La cadena láctea paraguaya atraviesa un proceso de transformación marcado por nuevas inversiones, modernización industrial y un creciente interés de capitales extranjeros por la producción de leche en el país.
En el marco del Día Mundial de la Leche, referentes del sector destacaron el potencial de crecimiento de una actividad que ya produce cerca de 900 millones de litros anuales y que se consolida como uno de los motores de la economía agroindustrial paraguaya.
Según datos de la Cámara Paraguaya de Industrias Lácteas (Capainlac), las siete principales industrias del país procesan más del 80% de la leche formalizada, posicionando al sector como un actor clave para el empleo, la industrialización y el abastecimiento interno.
El presidente de Capainlac, Erno Becker, afirmó que Paraguay comienza a captar la atención de inversionistas internacionales debido a sus condiciones competitivas para la producción primaria de leche.
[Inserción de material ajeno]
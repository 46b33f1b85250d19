use std::sync::Arc;

use serde::Serialize;

use super::{LocalCurrency, OwnedHolding};
use crate::ledger::LEDGER_ASSET_SYMBOL;

#[derive(Debug, Clone, PartialEq, thiserror::Error)]
pub enum SetupError {
    #[error("local currency id {0:?} is not a currency symbol")]
    InvalidCurrency(String),
    #[error("at least one holding must be configured")]
    NoHoldings,
    #[error("holding #{index} has an empty symbol")]
    EmptySymbol { index: usize },
    #[error("holding symbol {0:?} must be ASCII letters and digits only")]
    InvalidSymbol(String),
    #[error("holding {symbol} has invalid amount {amount}")]
    InvalidAmount { symbol: String, amount: f64 },
    #[error(
        "holding {symbol} has a ledger account, but only {} balances can be read from a ledger",
        LEDGER_ASSET_SYMBOL
    )]
    UnexpectedLedgerAccount { symbol: String },
    #[error("holding {symbol} has an empty ledger account id")]
    EmptyLedgerAccount { symbol: String },
    #[error("ledger account id {account:?} for {symbol} must be ASCII letters and digits only")]
    InvalidLedgerAccount { symbol: String, account: String },
}

/// What the user owns and how to report it. Loaded once, then read-only.
#[derive(Debug, Clone, PartialEq, Serialize)]
pub struct Setup {
    pub local_currency: Arc<LocalCurrency>,
    pub holdings: Vec<OwnedHolding>,
}

fn is_plain_id(s: &str) -> bool {
    !s.is_empty() && s.chars().all(|c| c.is_ascii_alphanumeric())
}

impl Setup {
    pub fn new(
        local_currency: LocalCurrency,
        holdings: Vec<OwnedHolding>,
    ) -> Result<Self, SetupError> {
        let id = &local_currency.id;
        if !is_plain_id(id) {
            return Err(SetupError::InvalidCurrency(id.clone()));
        }
        if holdings.is_empty() {
            return Err(SetupError::NoHoldings);
        }

        for (index, holding) in holdings.iter().enumerate() {
            if holding.symbol.is_empty() {
                return Err(SetupError::EmptySymbol { index });
            }
            // Symbols and account ids end up in request URLs.
            if !is_plain_id(&holding.symbol) {
                return Err(SetupError::InvalidSymbol(holding.symbol.clone()));
            }
            if !holding.amount.is_finite() || holding.amount < 0.0 {
                return Err(SetupError::InvalidAmount {
                    symbol: holding.symbol.clone(),
                    amount: holding.amount,
                });
            }
            if let Some(account) = &holding.ledger_account {
                if holding.symbol != LEDGER_ASSET_SYMBOL {
                    return Err(SetupError::UnexpectedLedgerAccount {
                        symbol: holding.symbol.clone(),
                    });
                }
                if account.trim().is_empty() {
                    return Err(SetupError::EmptyLedgerAccount {
                        symbol: holding.symbol.clone(),
                    });
                }
                if !is_plain_id(account) {
                    return Err(SetupError::InvalidLedgerAccount {
                        symbol: holding.symbol.clone(),
                        account: account.clone(),
                    });
                }
            }
        }

        Ok(Self {
            local_currency: Arc::new(local_currency),
            holdings,
        })
    }

    /// Symbols of every holding, in configured order.
    pub fn symbols(&self) -> Vec<String> {
        self.holdings.iter().map(|h| h.symbol.clone()).collect()
    }
}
Entre los países interesados mencionó a Nueva Zelanda y Países Bajos.
Además del interés en la producción de leche cruda, el sector también analiza nuevos proyectos industriales, entre ellos la posible instalación de una planta de suero en polvo, una categoría que podría ampliar la capacidad de industrialización y diversificación de la lechería paraguaya.
Las inversiones actuales también están orientadas hacia productos de mayor valor agregado, especialmente dentro del segmento de yogures funcionales, hiperproteicos y sin lactosa, adaptados a las nuevas demandas del consumidor.
Uno de los casos destacados dentro de la evolución industrial del sector es el de la Cooperativa La Holanda Ltda., propietaria de la marca Lactolanda. La empresa pasó de procesar 5.000 litros diarios en 1982 a superar actualmente los 1,4 millones de litros por día.
Según su gerente general, Bernie Friesen, más del 50% de la leche procesada en Paraguay pasa actualmente por la cooperativa y se comercializa bajo la marca Lactolanda.
El impacto económico del sector también se refleja en el empleo. Desde Capainlac estiman que la cadena láctea involucra alrededor de 28.000 personas entre producción primaria, industria, comercio, distribución y servicios asociados.
A su vez, el Ministerio de Agricultura y Ganadería calcula que unas 15.000 familias dependen directamente de la actividad láctea en Paraguay.
En materia de comercio exterior, los datos oficiales indican que las exportaciones de productos lácteos alcanzaron 4.700 toneladas y USD 15,6 millones al cierre de febrero de 2026.
Con inversiones, innovación y crecimiento industrial, la lechería paraguaya busca consolidarse como uno de los sectores agroindustriales con mayor proyección dentro de la economía del país.